*** The records

// SPDX-License-Identifier: Apache-2.0 OR MIT
// Copyright (c) 2025-2026 naskel.com

//! The SIP message model and generator.
//!
//! One struct covers requests and responses; `code == 0` means request.
//! Recognized headers are first-class fields, everything else rides in
//! `extra_headers` and is regenerated verbatim for passthrough.

use super::parse::{SipParam, SipPreposition, SipVia};
use std::fmt;

/// Boundary used when composing multipart bodies.
pub const MULTIPART_BOUNDARY: &str = "zzyzx";

#[derive(Debug, Clone, Default, PartialEq, Eq)]
pub struct SipMessage {
    /// Request method; empty on responses.
    pub method: String,
    pub req_uri: String,
    /// Status code; 0 on requests.
    pub code: u32,
    /// Reason phrase from the status line (not the Reason header).
    pub reason: String,

    pub to: SipPreposition,
    pub from: SipPreposition,
    pub vias: Vec<SipVia>,
    pub call_id: String,
    pub cseq_num: u32,
    pub cseq_method: String,
    pub contact: Option<String>,
    pub routes: Vec<String>,
    pub record_routes: Vec<String>,
    pub max_forwards: Option<String>,
    pub content_type: Option<String>,
    pub authorization: Option<String>,
    pub www_authenticate: Option<String>,
    pub authentication_info: Option<String>,
    /// The "Reason:" header.
    pub reason_header: Option<String>,
    pub expires: Option<u32>,
    /// Unrecognized headers, preserved in order.
    pub extra_headers: Vec<SipParam>,
    pub body: String,
}

impl SipMessage {
    pub fn is_request(&self) -> bool {
        self.code == 0
    }

    pub fn is_invite(&self) -> bool {
        self.is_request() && self.method == "INVITE"
    }

    pub fn is_ack(&self) -> bool {
        self.is_request() && self.method == "ACK"
    }

    pub fn is_cancel(&self) -> bool {
        self.is_request() && self.method == "CANCEL"
    }

    pub fn is_bye(&self) -> bool {
        self.is_request() && self.method == "BYE"
    }

    pub fn is_message(&self) -> bool {
        self.is_request() && self.method == "MESSAGE"
    }

    /// Has anything been filled in yet? Call-ID goes in first, always.
    pub fn is_empty(&self) -> bool {
        self.call_id.is_empty() && self.method.is_empty() && self.code == 0
    }

    pub fn code_class(&self) -> u32 {
        (self.code / 100) * 100
    }

    /// The peer's dialog tag: From on requests, To on responses.
    pub fn remote_tag(&self) -> &str {
        if self.is_request() {
            &self.from.tag
        } else {
            &self.to.tag
        }
    }

    /// Our dialog tag as the peer sees it.
    pub fn local_tag(&self) -> &str {
        if self.is_request() {
            &self.to.tag
        } else {
            &self.from.tag
        }
    }

    pub fn top_via(&self) -> Option<&SipVia> {
        self.vias.first()
    }

    /// The branch of the top via, the per-hop transaction id.
    pub fn branch(&self) -> &str {
        self.vias.first().map_or("", |v| v.branch.as_str())
    }

    /// Push a new top via.
    pub fn add_via(&mut self, via: SipVia) {
        self.vias.insert(0, via);
    }

    pub fn add_header(&mut self, name: &str, value: &str) {
        self.extra_headers.push(SipParam {
            name: name.to_string(),
            value: value.to_string(),
        });
    }

    /// Attach a body, or fold an additional part into a multipart body.
    pub fn add_body(&mut self, content_type: &str, body: &str) {
        match (&self.content_type, self.body.is_empty()) {
            (None, _) | (_, true) => {
                self.content_type = Some(content_type.to_string());
                self.body = body.to_string();
            }
            (Some(existing), false) => {
                let existing = existing.clone();
                let first = std::mem::take(&mut self.body);
                let sep = format!("--{MULTIPART_BOUNDARY}");
                self.body = format!(
                    "{sep}\r\nContent-Type: {existing}\r\n\r\n{first}\r\n{sep}\r\nContent-Type: {content_type}\r\n\r\n{body}\r\n{sep}--\r\n"
                );
                self.content_type =
                    Some(format!("multipart/mixed;boundary={MULTIPART_BOUNDARY}"));
            }
        }
    }

    pub fn decrement_max_forwards(&mut self) -> bool {
        let n: i64 = self
            .max_forwards
            .as_deref()
            .and_then(|v| v.trim().parse().ok())
            .unwrap_or(70);
        if n <= 0 {
            return false;
        }
        self.max_forwards = Some((n - 1).to_string());
        true
    }

    /// Serialize to the wire form.
    pub fn generate(&self, user_agent: &str) -> String {
        let mut s = String::with_capacity(512);
        if self.is_request() {
            s.push_str(&format!("{} {} SIP/2.0\r\n", self.method, self.req_uri));
        } else {
            s.push_str(&format!("SIP/2.0 {} {}\r\n", self.code, self.reason));
        }
        for via in &self.vias {
            s.push_str(&format!("Via: {}\r\n", via.raw));
        }
        s.push_str(&format!("From: {}\r\n", self.from.value()));
        s.push_str(&format!("To: {}\r\n", self.to.value()));
        s.push_str(&format!("Call-ID: {}\r\n", self.call_id));
        s.push_str(&format!("CSeq: {} {}\r\n", self.cseq_num, self.cseq_method));
        for r in &self.routes {
            s.push_str(&format!("Route: {r}\r\n"));
        }
        for r in &self.record_routes {
            s.push_str(&format!("Record-Route: {r}\r\n"));
        }
        if let Some(c) = &self.contact {
            s.push_str(&format!("Contact: {c}\r\n"));
        }
        if let Some(mf) = &self.max_forwards {
            s.push_str(&format!("Max-Forwards: {mf}\r\n"));
        }
        if let Some(a) = &self.authorization {
            s.push_str(&format!("Authorization: {a}\r\n"));
        }
        if let Some(a) = &self.www_authenticate {
            s.push_str(&format!("WWW-Authenticate: {a}\r\n"));
        }
        if let Some(a) = &self.authentication_info {
            s.push_str(&format!("Authentication-Info: {a}\r\n"));
        }
        if let Some(r) = &self.reason_header {
            s.push_str(&format!("Reason: {r}\r\n"));
        }
        if let Some(e) = self.expires {
            s.push_str(&format!("Expires: {e}\r\n"));
        }
        for h in &self.extra_headers {
            s.push_str(&format!("{}: {}\r\n", h.name, h.value));
        }
        if !user_agent.is_empty() {
            s.push_str(&format!("User-Agent: {user_agent}\r\n"));
        }
        if let Some(ct) = &self.content_type {
            s.push_str(&format!("Content-Type: {ct}\r\n"));
        }
        s.push_str(&format!("Content-Length: {}\r\n\r\n", self.body.len()));
        s.push_str(&self.body);
        s
    }

    /// First line, for logs.
    pub fn first_line(&self) -> String {
        if self.is_request() {
            format!("{} {}", self.method, self.req_uri)
        } else {
            format!("{} {}", self.code, self.reason)
        }
    }

    // ===== Derived message constructors =====

    /// A response to `request`. `local` supplies the To header (with our
    /// tag) when we are the dialog's server side.
    pub fn reply(request: &SipMessage, code: u32, reason: &str, local: Option<&SipPreposition>) -> SipMessage {
        SipMessage {
            code,
            reason: reason.to_string(),
            vias: request.vias.clone(),
            from: request.from.clone(),
            to: local.cloned().unwrap_or_else(|| request.to.clone()),
            call_id: request.call_id.clone(),
            cseq_num: request.cseq_num,
            cseq_method: request.cseq_method.clone(),
            record_routes: request.record_routes.clone(),
            ..SipMessage::default()
        }
    }

    /// An ACK or CANCEL derived from the original INVITE: same top via
    /// (same branch), Call-ID, From, Request-URI and CSeq number
    /// (RFC3261 17.1.1.3, 9.1).
    pub fn ack_or_cancel(method: &str, invite: &SipMessage) -> SipMessage {
        SipMessage {
            method: method.to_string(),
            req_uri: invite.req_uri.clone(),
            vias: invite.top_via().cloned().into_iter().collect(),
            from: invite.from.clone(),
            to: invite.to.clone(),
            call_id: invite.call_id.clone(),
            cseq_num: invite.cseq_num,
            cseq_method: method.to_string(),
            max_forwards: Some("70".to_string()),
            ..SipMessage::default()
        }
    }
}

impl fmt::Display for SipMessage {
    fn fmt(&self, f: &mut fmt::Formatter<'_>) -> fmt::Result {
        f.write_str(&self.first_line())
    }
}

#[cfg(test)]
mod tests {
    use super::*;
    use crate::sip::parse::{parse_message, parse_multipart, SipUri};

    fn sample_request() -> SipMessage {
        let mut m = SipMessage {
            method: "INVITE".into(),
            req_uri: "sip:411@127.0.0.1:5060".into(),
            from: SipPreposition::new("", SipUri::make("IMSI001010000000001", "10.0.0.5", 5062), "OBTSaaaaaaaaaaaaaaaa"),
            to: SipPreposition::new("", SipUri::make("411", "127.0.0.1", 5060), ""),
            call_id: "abc123".into(),
            cseq_num: 1,
            cseq_method: "INVITE".into(),
            max_forwards: Some("70".into()),
            ..SipMessage::default()
        };
        m.add_via(SipVia::make("UDP", "10.0.0.5:5062", "z9hG4bKOBTSbbbbbbbbbbbbbbbb"));
        m.add_body("application/sdp", "v=0");
        m
    }

    #[test]
    fn test_generate_parse_roundtrip() {
        let m = sample_request();
        let wire = m.generate("umcore test");
        let parsed = parse_message(wire.as_bytes()).unwrap();
        assert_eq!(parsed.method, "INVITE");
        assert_eq!(parsed.call_id, m.call_id);
        assert_eq!(parsed.cseq_num, 1);
        assert_eq!(parsed.from.tag, m.from.tag);
        assert_eq!(parsed.branch(), "z9hG4bKOBTSbbbbbbbbbbbbbbbb");
        assert_eq!(parsed.body, "v=0");
        // Second roundtrip preserves everything recognized (the first
        // pass folded User-Agent into the passthrough headers).
        let wire2 = parsed.generate("");
        let parsed2 = parse_message(wire2.as_bytes()).unwrap();
        assert_eq!(parsed, parsed2);
    }

    #[test]
    fn test_reply_copies_transaction_ids() {
        let req = sample_request();
        let mut local = req.to.clone();
        local.set_tag("OBTScccccccccccccccc");
        let rsp = SipMessage::reply(&req, 180, "Ringing", Some(&local));
        assert_eq!(rsp.code, 180);
        assert_eq!(rsp.call_id, req.call_id);
        assert_eq!(rsp.cseq_num, req.cseq_num);
        assert_eq!(rsp.cseq_method, "INVITE");
        assert_eq!(rsp.branch(), req.branch());
        assert_eq!(rsp.to.tag, "OBTScccccccccccccccc");
        assert_eq!(rsp.from.tag, req.from.tag);
    }

    #[test]
    fn test_ack_shares_branch_and_cseq() {
        let invite = sample_request();
        let ack = SipMessage::ack_or_cancel("ACK", &invite);
        assert!(ack.is_ack());
        assert_eq!(ack.vias.len(), 1);
        assert_eq!(ack.branch(), invite.branch());
        assert_eq!(ack.cseq_num, invite.cseq_num);
        assert_eq!(ack.cseq_method, "ACK");
        assert_eq!(ack.req_uri, invite.req_uri);
    }

    #[test]
    fn test_multipart_composition() {
        let mut m = sample_request();
        m.add_body("text/plain", "hello");
        let ct = m.content_type.clone().unwrap();
        assert!(ct.starts_with("multipart/mixed"));
        let parts = parse_multipart(&ct, &m.body).unwrap();
        assert_eq!(parts.len(), 2);
        assert_eq!(parts[0], ("application/sdp".into(), "v=0".into()));
        assert_eq!(parts[1], ("text/plain".into(), "hello".into()));
    }

    #[test]
    fn test_max_forwards_decrement() {
        let mut m = sample_request();
        assert!(m.decrement_max_forwards());
        assert_eq!(m.max_forwards.as_deref(), Some("69"));
        m.max_forwards = Some("0".into());
        assert!(!m.decrement_max_forwards());
    }
}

******

Exercise directions:
Please report every line in the entries above that holds the string "parts".

Solution to the exercise:
        let parts = parse_multipart(&ct, &m.body).unwrap();
        assert_eq!(parts.len(), 2);
        assert_eq!(parts[0], ("application/sdp".into(), "v=0".into()));
        assert_eq!(parts[1], ("text/plain".into(), "hello".into()));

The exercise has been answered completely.